Psychology & Clinical Psychiatry
Opinion
Volume 6 Issue 6 - 2016
Neurocognitive Processing Steps during Remembrance
Mukundan CR*
Emeritus Professor, Institute of Behavioural Science, Gujarat Forensic Sciences University, India
Received: December 01, 2016 | Published: December 08, 2016
*Corresponding author: Mukundan CR, Emeritus Professor, Institute of Behavioural Science, Gujarat Forensic Sciences University, Gandhinagar, Gujarat, India, Email:
Citation: Mukundan CR (2016) Neurocognitive Processing Steps during Remembrance. J Psychol Clin Psychiatry 6(6): 00387. DOI: 10.15406/jpcpy.2016.06.00387

Abstract

A method of recording several of the electrophysiological changes seen during remembrance of experiential components of autobiographic episodes has been developed for use in forensic investigations of suspects and accused persons. The technique has called Brain Electrical Oscillations Signature [BEOS] profiling and has been successfully used in several hundreds of cases as aid for investigation. The two important facilitating aspects of the test are that [1] remembrance can be automatically cued by presenting short verbal statements referring to various components of an experience, and remembrance is automatic and mandatory when a cue is presented, in normal individuals. [2] There is also no need for any response from the subject while receiving the cueing information. Knowing the occurrence of an activity in the past does not trigger any remembrance of own participation. Remembrance of participation in an activity occurs only if the person has participated in the activity referred by the probe. Remembrance has several neurocognitive components, which are reflected in the scalp EEG of a person. Sets of verbal probes representing different formulations of the episode and the different roles of individuals, as they are essentially possibilities arrived at by an investigating team, when more than one person is suspected to be involved in the activity are presented to the suspected persons. Each multichannel epoch of EEG time locked to each probe, acquired with its pre-probe baseline, is acquired and analyzed to determine the statistical significance of the differences in the different components across the EEG channels of each epoch, related to each probe, is analyzed and statistically compared. Presence of Experiential Knowledge is arrived at if all the changes indicating multiple neurocognitive processing components are significantly present.

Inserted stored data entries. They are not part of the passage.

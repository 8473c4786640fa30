//! Writing generated artifacts to disk.
//!
//! Both files are written concurrently and both results are awaited. A
//! failure on one artifact is reported alongside the other's outcome and
//! never prevents it from being written.

use std::fmt;
use std::io::{self, Write};
use std::path::{Component, Path, PathBuf};

use thiserror::Error;

use crate::config::OutputConfig;

#[derive(Debug, Clone, Copy, PartialEq, Eq, Hash)]
pub enum Artifact {
    TailwindConfig,
    Stylesheet,
}

impl Artifact {
    fn success_message(self, path: &Path) -> String {
        match self {
            Artifact::TailwindConfig => format!(
                "Tailwind CSS configuration successfully saved to {}",
                path.display()
            ),
            Artifact::Stylesheet => {
                format!("CSS variables successfully saved to {}", path.display())
            }
        }
    }
}

impl fmt::Display for Artifact {
    fn fmt(&self, f: &mut fmt::Formatter<'_>) -> fmt::Result {
        match self {
            Artifact::TailwindConfig => write!(f, "Tailwind CSS configuration"),
            Artifact::Stylesheet => write!(f, "CSS variables"),
        }
    }
}

#[derive(Debug, Error)]
#[error("Error saving {artifact} to {}: {source}", .path.display())]
pub struct EmitError {
    pub artifact: Artifact,
    pub path: PathBuf,
    #[source]
    pub source: io::Error,
}

/// Both artifacts resolve to the same file, so one would silently replace
/// the other.
#[derive(Debug, Error)]
#[error("Tailwind CSS configuration and CSS variables would both be written to {}", .0.display())]
pub struct OutputConflict(pub PathBuf);

/// Result of writing one artifact.
#[derive(Debug)]
pub struct EmitOutcome {
    pub artifact: Artifact,
    pub path: PathBuf,
    pub result: Result<(), EmitError>,
}

impl EmitOutcome {
    pub fn is_ok(&self) -> bool {
        self.result.is_ok()
    }
}

/// Outcomes of a single emit, one per artifact in write order.
#[derive(Debug)]
pub struct EmitReport {
    pub outcomes: Vec<EmitOutcome>,
}

impl EmitReport {
    pub fn all_succeeded(&self) -> bool {
        self.outcomes.iter().all(EmitOutcome::is_ok)
    }

    pub fn failures(&self) -> impl Iterator<Item = &EmitError> {
        self.outcomes
            .iter()
            .filter_map(|outcome| outcome.result.as_ref().err())
    }

    pub fn outcome(&self, artifact: Artifact) -> Option<&EmitOutcome> {
        self.outcomes.iter().find(|o| o.artifact == artifact)
    }

    /// Print one console line per artifact, failures on stderr.
    pub fn print(&self) -> io::Result<()> {
        self.write_to(&mut io::stdout().lock(), &mut io::stderr().lock())
    }

    pub fn write_to<O: Write, E: Write>(&self, out: &mut O, err: &mut E) -> io::Result<()> {
        for outcome in &self.outcomes {
            match &outcome.result {
                Ok(()) => writeln!(out, "{}", outcome.artifact.success_message(&outcome.path))?,
                Err(e) => writeln!(err, "{}", e)?,
            }
        }
        Ok(())
    }
}

/// Writes the Tailwind fragment and the stylesheet to two distinct paths.
#[derive(Debug, Clone)]
pub struct FileEmitter {
    tailwind_path: PathBuf,
    stylesheet_path: PathBuf,
}

impl FileEmitter {
    pub fn new(
        tailwind_path: impl Into<PathBuf>,
        stylesheet_path: impl Into<PathBuf>,
    ) -> Result<Self, OutputConflict> {
        let tailwind_path = tailwind_path.into();
        let stylesheet_path = stylesheet_path.into();

        if lexical(&tailwind_path) == lexical(&stylesheet_path) {
            return Err(OutputConflict(stylesheet_path));
        }

        Ok(Self {
            tailwind_path,
            stylesheet_path,
        })
    }

    pub fn from_config(output: &OutputConfig) -> Result<Self, OutputConflict> {
        Self::new(output.tailwind_path(), output.stylesheet_path())
    }

    pub fn tailwind_path(&self) -> &Path {
        &self.tailwind_path
    }

    pub fn stylesheet_path(&self) -> &Path {
        &self.stylesheet_path
    }

    /// Write both artifacts and wait for both to settle.
    pub async fn emit(&self, tailwind_config: &str, stylesheet: &str) -> EmitReport {
        let (tailwind, css) = tokio::join!(
            write_artifact(Artifact::TailwindConfig, &self.tailwind_path, tailwind_config),
            write_artifact(Artifact::Stylesheet, &self.stylesheet_path, stylesheet),
        );

        EmitReport {
            outcomes: vec![tailwind, css],
        }
    }
}

async fn write_artifact(artifact: Artifact, path: &Path, contents: &str) -> EmitOutcome {
    let result = write_file(path, contents).await.map_err(|source| EmitError {
        artifact,
        path: path.to_path_buf(),
        source,
    });

    match &result {
        Ok(()) => tracing::debug!("Wrote {} bytes to {}", contents.len(), path.display()),
        // Printed to the user by EmitReport
        Err(e) => tracing::debug!("{}", e),
    }

    EmitOutcome {
        artifact,
        path: path.to_path_buf(),
        result,
    }
}

/// `./a/./b` and `a/b` name the same file.
fn lexical(path: &Path) -> PathBuf {
    path.components()
        .filter(|c| !matches!(c, Component::CurDir))
        .collect()
}

async fn write_file(path: &Path, contents: &str) -> io::Result<()> {
    if let Some(parent) = path.parent().filter(|p| !p.as_os_str().is_empty()) {
        tokio::fs::create_dir_all(parent).await?;
    }
    tokio::fs::write(path, contents).await
}
//! Shadegen Library
//!
//! This module exposes the core components of the shade generator
//! for testing and potential reuse.

pub mod collector;
pub mod config;
pub mod emit;
pub mod format;
pub mod hex;
pub mod prompt;
pub mod registry;
pub mod shades;
pub mod traits;

// Re-export commonly used types
pub use collector::{CollectError, Collection, ColorCollector, ColorEntry, MAX_COLORS};
pub use crate::config::AppConfig;
pub use emit::{Artifact, EmitError, EmitReport, FileEmitter, OutputConflict};
pub use format::{render_stylesheet, render_tailwind_config};
pub use hex::{HexError, Rgb, hex_to_rgb, is_valid_hex};
pub use registry::{Palette, StyleRegistry, ThemeRegistry};
pub use shades::{ShadeMap, TintShadeDeriver};
pub use traits::{LinePrompter, MockPrompter, MockShadeDeriver, PromptError, Prompter, ShadeDeriver};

Keywords: Multichannel EEG; cueing of remembrance; sensory registration; encoding; source memory; attentional shift; sensory-motor imageries

Opinion

Brain Electrical Oscillations Signature [BEOS] profiling is a two decades old method, developed for testing presence of ‘Experiential Knowledge’ or remembrance of a past episode in which a person participated and acquired knowledge of the even through experiencing or participating/carrying out an act. Small verbal statements referring to proposed participation in an act are presented as probes, for auto-cueing remembrance in an individual [1,2], possible only if the person has really taken part in the said activity, while his or her EEG is simultaneously recorded. Frequency and time domain analyses of small epoch of EEG time locked to the probe and comparing the changes with the immediate pre-probe baseline, time locked to each probe, indicated statistically significant changes in various EEG values. The EEG was recorded by a 30 channels system with 2 additional channels for recording vertical and horizontal eye movements. The subject listened to the auditory probes, while sitting with eyes closed and he was not to give any response to what he heard. Each probe was presented only when the EEG did not indicate any other processing taking place. The probes are presented in a sequence, indicating the temporal sequence of occurrences of the different stages of an action. The normative study conducted for determining the sensitivity and specificity of the technique indeed showed sensitivity of 94% and specificity of 95%. However, there have been several hundreds of cases successfully investigated using the procedure, which helped in solving complex forensic problems and solve the cases through elicitation of additional information based on the presence remembrance of occurrence and participation of individuals, elicited by the BEOS test.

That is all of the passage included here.